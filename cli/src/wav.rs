use hound::{SampleFormat, WavReader, WavSpec, WavWriter};
use std::fs::File;
use std::io::BufReader;
use std::path::{Path, PathBuf};
use tonelink_core::{AudioInput, AudioOutput, ModemError, Waveform};

/// Plays waveforms into a WAV file (16-bit PCM, mono).
pub struct WavOutput {
    path: PathBuf,
}

impl WavOutput {
    pub fn new(path: impl Into<PathBuf>) -> Self {
        Self { path: path.into() }
    }
}

impl AudioOutput for WavOutput {
    fn play(&mut self, waveform: &Waveform) -> tonelink_core::Result<()> {
        write_wav(&self.path, waveform).map_err(|e| ModemError::Audio(e.to_string()))
    }
}

pub fn write_wav(path: &Path, waveform: &Waveform) -> Result<(), hound::Error> {
    let spec = WavSpec {
        channels: 1,
        sample_rate: waveform.sample_rate(),
        bits_per_sample: 16,
        sample_format: SampleFormat::Int,
    };
    let mut writer = WavWriter::create(path, spec)?;
    for &sample in waveform.samples() {
        // Clamp to [-1.0, 1.0] to avoid overflow, then scale to i16
        let clamped = sample.clamp(-1.0, 1.0);
        writer.write_sample((clamped * 32767.0) as i16)?;
    }
    writer.finalize()
}

/// Captures from a WAV file as if it were a microphone. Multi-channel files
/// are mixed down to mono.
pub struct WavInput {
    path: PathBuf,
    reader: Option<WavReader<BufReader<File>>>,
    chunk_size: usize,
}

impl WavInput {
    pub fn new(path: impl Into<PathBuf>) -> Self {
        Self {
            path: path.into(),
            reader: None,
            chunk_size: tonelink_core::DEFAULT_CHUNK_SIZE,
        }
    }

    fn read_frames(&mut self) -> Result<Vec<f32>, hound::Error> {
        let reader = match self.reader.as_mut() {
            Some(r) => r,
            None => return Ok(Vec::new()),
        };
        let spec = reader.spec();
        let channels = spec.channels.max(1) as usize;
        let wanted = self.chunk_size * channels;

        let interleaved: Vec<f32> = match (spec.sample_format, spec.bits_per_sample) {
            (SampleFormat::Int, 16) => reader
                .samples::<i16>()
                .take(wanted)
                .map(|s| s.map(|v| v as f32 / 32768.0))
                .collect::<Result<_, _>>()?,
            (SampleFormat::Int, bits) => {
                let scale = (1i64 << (bits - 1)) as f32;
                reader
                    .samples::<i32>()
                    .take(wanted)
                    .map(|s| s.map(|v| v as f32 / scale))
                    .collect::<Result<_, _>>()?
            }
            (SampleFormat::Float, _) => reader
                .samples::<f32>()
                .take(wanted)
                .collect::<Result<_, _>>()?,
        };

        Ok(interleaved
            .chunks(channels)
            .map(|frame| frame.iter().sum::<f32>() / channels as f32)
            .collect())
    }
}

impl AudioInput for WavInput {
    fn open(&mut self, sample_rate: u32, chunk_size: usize) -> tonelink_core::Result<()> {
        if chunk_size == 0 {
            return Err(ModemError::Audio("chunk size must be positive".into()));
        }
        let reader = WavReader::open(&self.path)
            .map_err(|e| ModemError::Audio(format!("{}: {}", self.path.display(), e)))?;
        let spec = reader.spec();
        if spec.sample_rate != sample_rate {
            return Err(ModemError::Audio(format!(
                "{} is {} Hz but the profile expects {} Hz",
                self.path.display(),
                spec.sample_rate,
                sample_rate
            )));
        }
        tracing::debug!(
            channels = spec.channels,
            bits = spec.bits_per_sample,
            "Opened {}",
            self.path.display()
        );
        self.chunk_size = chunk_size;
        self.reader = Some(reader);
        Ok(())
    }

    fn next_chunk(&mut self) -> tonelink_core::Result<Option<Vec<f32>>> {
        if self.reader.is_none() {
            return Err(ModemError::Audio("input not open".into()));
        }
        let chunk = self
            .read_frames()
            .map_err(|e| ModemError::Audio(e.to_string()))?;
        Ok(if chunk.is_empty() { None } else { Some(chunk) })
    }

    fn close(&mut self) {
        self.reader = None;
    }
}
———
- What you need to do -
Please return the lines above that run from the line containing "impl AudioInput for" to the line containing "let reader = WavReader::open(&self.path)", inclusive, exactly and with no other lines.

- Expected answer -
impl AudioInput for WavInput {
    fn open(&mut self, sample_rate: u32, chunk_size: usize) -> tonelink_core::Result<()> {
        if chunk_size == 0 {
            return Err(ModemError::Audio("chunk size must be positive".into()));
        }
        let reader = WavReader::open(&self.path)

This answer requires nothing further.